| What you will do |
Could you give back the listing below exactly, every line included?

| Information shown |
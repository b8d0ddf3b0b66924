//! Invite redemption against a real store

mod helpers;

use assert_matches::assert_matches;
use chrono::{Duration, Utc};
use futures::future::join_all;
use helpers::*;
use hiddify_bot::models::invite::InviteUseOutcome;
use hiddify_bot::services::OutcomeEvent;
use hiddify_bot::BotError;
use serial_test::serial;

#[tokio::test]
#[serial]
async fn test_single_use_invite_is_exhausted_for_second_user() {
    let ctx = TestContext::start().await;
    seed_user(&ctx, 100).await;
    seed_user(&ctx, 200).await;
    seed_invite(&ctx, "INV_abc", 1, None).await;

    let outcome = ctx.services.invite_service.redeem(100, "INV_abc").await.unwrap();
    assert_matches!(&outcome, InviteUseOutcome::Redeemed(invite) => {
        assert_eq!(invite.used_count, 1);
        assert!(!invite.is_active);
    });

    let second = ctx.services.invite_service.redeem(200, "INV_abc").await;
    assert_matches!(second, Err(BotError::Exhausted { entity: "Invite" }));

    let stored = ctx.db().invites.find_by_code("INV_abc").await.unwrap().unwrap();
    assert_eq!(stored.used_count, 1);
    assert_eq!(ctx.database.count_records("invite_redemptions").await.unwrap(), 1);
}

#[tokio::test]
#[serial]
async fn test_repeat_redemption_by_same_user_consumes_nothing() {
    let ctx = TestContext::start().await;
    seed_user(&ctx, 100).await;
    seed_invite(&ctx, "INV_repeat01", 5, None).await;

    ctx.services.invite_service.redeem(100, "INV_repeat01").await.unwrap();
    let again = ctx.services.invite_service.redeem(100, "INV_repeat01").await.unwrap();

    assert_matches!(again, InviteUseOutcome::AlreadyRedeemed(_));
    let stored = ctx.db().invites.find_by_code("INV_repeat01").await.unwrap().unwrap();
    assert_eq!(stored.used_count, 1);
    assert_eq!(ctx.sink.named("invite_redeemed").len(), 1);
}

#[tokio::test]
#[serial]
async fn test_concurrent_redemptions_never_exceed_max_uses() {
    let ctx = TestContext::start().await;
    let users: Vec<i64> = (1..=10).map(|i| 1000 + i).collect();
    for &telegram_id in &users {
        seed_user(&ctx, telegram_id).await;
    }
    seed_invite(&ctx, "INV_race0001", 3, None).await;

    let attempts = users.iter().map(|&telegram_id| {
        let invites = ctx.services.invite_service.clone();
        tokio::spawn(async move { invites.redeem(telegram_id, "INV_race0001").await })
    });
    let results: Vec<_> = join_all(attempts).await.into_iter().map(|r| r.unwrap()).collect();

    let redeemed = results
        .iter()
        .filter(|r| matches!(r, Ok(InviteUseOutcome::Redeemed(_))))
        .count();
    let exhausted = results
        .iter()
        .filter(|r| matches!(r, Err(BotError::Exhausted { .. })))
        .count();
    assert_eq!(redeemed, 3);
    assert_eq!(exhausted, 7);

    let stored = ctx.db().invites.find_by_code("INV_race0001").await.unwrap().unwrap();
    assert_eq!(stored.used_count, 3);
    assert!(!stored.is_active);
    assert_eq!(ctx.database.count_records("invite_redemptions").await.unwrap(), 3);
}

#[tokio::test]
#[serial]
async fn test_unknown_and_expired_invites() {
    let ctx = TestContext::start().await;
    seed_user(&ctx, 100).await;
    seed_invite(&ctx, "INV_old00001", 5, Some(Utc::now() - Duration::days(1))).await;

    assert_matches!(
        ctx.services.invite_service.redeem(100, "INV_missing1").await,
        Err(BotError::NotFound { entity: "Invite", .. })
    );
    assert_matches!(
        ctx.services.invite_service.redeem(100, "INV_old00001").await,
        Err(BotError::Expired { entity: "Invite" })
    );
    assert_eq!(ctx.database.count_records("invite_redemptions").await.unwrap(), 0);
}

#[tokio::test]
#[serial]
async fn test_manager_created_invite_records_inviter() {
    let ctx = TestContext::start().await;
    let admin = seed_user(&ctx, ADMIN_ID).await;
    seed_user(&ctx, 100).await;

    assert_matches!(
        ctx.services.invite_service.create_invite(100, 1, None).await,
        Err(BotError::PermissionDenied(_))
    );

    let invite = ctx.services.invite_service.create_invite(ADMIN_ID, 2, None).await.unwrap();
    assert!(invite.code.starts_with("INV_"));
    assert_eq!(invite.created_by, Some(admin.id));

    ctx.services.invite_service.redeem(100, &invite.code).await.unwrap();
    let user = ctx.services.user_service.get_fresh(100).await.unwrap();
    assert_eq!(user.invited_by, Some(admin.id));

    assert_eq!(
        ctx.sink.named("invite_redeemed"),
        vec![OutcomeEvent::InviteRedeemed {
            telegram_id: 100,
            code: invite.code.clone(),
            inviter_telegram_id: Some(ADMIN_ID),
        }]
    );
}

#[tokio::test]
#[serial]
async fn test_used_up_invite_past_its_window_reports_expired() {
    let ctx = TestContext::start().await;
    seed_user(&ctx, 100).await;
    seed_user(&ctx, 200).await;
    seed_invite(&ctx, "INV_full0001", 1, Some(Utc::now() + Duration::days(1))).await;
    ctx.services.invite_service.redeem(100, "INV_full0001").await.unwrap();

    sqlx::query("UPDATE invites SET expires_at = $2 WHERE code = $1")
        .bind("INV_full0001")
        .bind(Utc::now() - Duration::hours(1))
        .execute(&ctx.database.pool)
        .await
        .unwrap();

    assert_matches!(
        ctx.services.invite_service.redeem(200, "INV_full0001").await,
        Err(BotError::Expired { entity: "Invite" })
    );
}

| Your response |
repository b8d0ddf3b0b66924
//! Invite redemption against a real store

mod helpers;

use assert_matches::assert_matches;
use chrono::{Duration, Utc};
use futures::future::join_all;
use helpers::*;
use hiddify_bot::models::invite::InviteUseOutcome;
use hiddify_bot::services::OutcomeEvent;
use hiddify_bot::BotError;
use serial_test::serial;

#[tokio::test]
#[serial]
async fn test_single_use_invite_is_exhausted_for_second_user() {
    let ctx = TestContext::start().await;
    seed_user(&ctx, 100).await;
    seed_user(&ctx, 200).await;
    seed_invite(&ctx, "INV_abc", 1, None).await;

    let outcome = ctx.services.invite_service.redeem(100, "INV_abc").await.unwrap();
    assert_matches!(&outcome, InviteUseOutcome::Redeemed(invite) => {
        assert_eq!(invite.used_count, 1);
        assert!(!invite.is_active);
    });

    let second = ctx.services.invite_service.redeem(200, "INV_abc").await;
    assert_matches!(second, Err(BotError::Exhausted { entity: "Invite" }));

    let stored = ctx.db().invites.find_by_code("INV_abc").await.unwrap().unwrap();
    assert_eq!(stored.used_count, 1);
    assert_eq!(ctx.database.count_records("invite_redemptions").await.unwrap(), 1);
}

#[tokio::test]
#[serial]
async fn test_repeat_redemption_by_same_user_consumes_nothing() {
    let ctx = TestContext::start().await;
    seed_user(&ctx, 100).await;
    seed_invite(&ctx, "INV_repeat01", 5, None).await;

    ctx.services.invite_service.redeem(100, "INV_repeat01").await.unwrap();
    let again = ctx.services.invite_service.redeem(100, "INV_repeat01").await.unwrap();

    assert_matches!(again, InviteUseOutcome::AlreadyRedeemed(_));
    let stored = ctx.db().invites.find_by_code("INV_repeat01").await.unwrap().unwrap();
    assert_eq!(stored.used_count, 1);
    assert_eq!(ctx.sink.named("invite_redeemed").len(), 1);
}

#[tokio::test]
#[serial]
async fn test_concurrent_redemptions_never_exceed_max_uses() {
    let ctx = TestContext::start().await;
    let users: Vec<i64> = (1..=10).map(|i| 1000 + i).collect();
    for &telegram_id in &users {
        seed_user(&ctx, telegram_id).await;
    }
    seed_invite(&ctx, "INV_race0001", 3, None).await;

    let attempts = users.iter().map(|&telegram_id| {
        let invites = ctx.services.invite_service.clone();
        tokio::spawn(async move { invites.redeem(telegram_id, "INV_race0001").await })
    });
    let results: Vec<_> = join_all(attempts).await.into_iter().map(|r| r.unwrap()).collect();

    let redeemed = results
        .iter()
        .filter(|r| matches!(r, Ok(InviteUseOutcome::Redeemed(_))))
        .count();
    let exhausted = results
        .iter()
        .filter(|r| matches!(r, Err(BotError::Exhausted { .. })))
        .count();
    assert_eq!(redeemed, 3);
    assert_eq!(exhausted, 7);

    let stored = ctx.db().invites.find_by_code("INV_race0001").await.unwrap().unwrap();
    assert_eq!(stored.used_count, 3);
    assert!(!stored.is_active);
    assert_eq!(ctx.database.count_records("invite_redemptions").await.unwrap(), 3);
}

#[tokio::test]
#[serial]
async fn test_unknown_and_expired_invites() {
    let ctx = TestContext::start().await;
    seed_user(&ctx, 100).await;
    seed_invite(&ctx, "INV_old00001", 5, Some(Utc::now() - Duration::days(1))).await;

    assert_matches!(
        ctx.services.invite_service.redeem(100, "INV_missing1").await,
        Err(BotError::NotFound { entity: "Invite", .. })
    );
    assert_matches!(
        ctx.services.invite_service.redeem(100, "INV_old00001").await,
        Err(BotError::Expired { entity: "Invite" })
    );
    assert_eq!(ctx.database.count_records("invite_redemptions").await.unwrap(), 0);
}

#[tokio::test]
#[serial]
async fn test_manager_created_invite_records_inviter() {
    let ctx = TestContext::start().await;
    let admin = seed_user(&ctx, ADMIN_ID).await;
    seed_user(&ctx, 100).await;

    assert_matches!(
        ctx.services.invite_service.create_invite(100, 1, None).await,
        Err(BotError::PermissionDenied(_))
    );

    let invite = ctx.services.invite_service.create_invite(ADMIN_ID, 2, None).await.unwrap();
    assert!(invite.code.starts_with("INV_"));
    assert_eq!(invite.created_by, Some(admin.id));

    ctx.services.invite_service.redeem(100, &invite.code).await.unwrap();
    let user = ctx.services.user_service.get_fresh(100).await.unwrap();
    assert_eq!(user.invited_by, Some(admin.id));

    assert_eq!(
        ctx.sink.named("invite_redeemed"),
        vec![OutcomeEvent::InviteRedeemed {
            telegram_id: 100,
            code: invite.code.clone(),
            inviter_telegram_id: Some(ADMIN_ID),
        }]
    );
}

#[tokio::test]
#[serial]
async fn test_used_up_invite_past_its_window_reports_expired() {
    let ctx = TestContext::start().await;
    seed_user(&ctx, 100).await;
    seed_user(&ctx, 200).await;
    seed_invite(&ctx, "INV_full0001", 1, Some(Utc::now() + Duration::days(1))).await;
    ctx.services.invite_service.redeem(100, "INV_full0001").await.unwrap();

    sqlx::query("UPDATE invites SET expires_at = $2 WHERE code = $1")
        .bind("INV_full0001")
        .bind(Utc::now() - Duration::hours(1))
        .execute(&ctx.database.pool)
        .await
        .unwrap();

    assert_matches!(
        ctx.services.invite_service.redeem(200, "INV_full0001").await,
        Err(BotError::Expired { entity: "Invite" })
    );
}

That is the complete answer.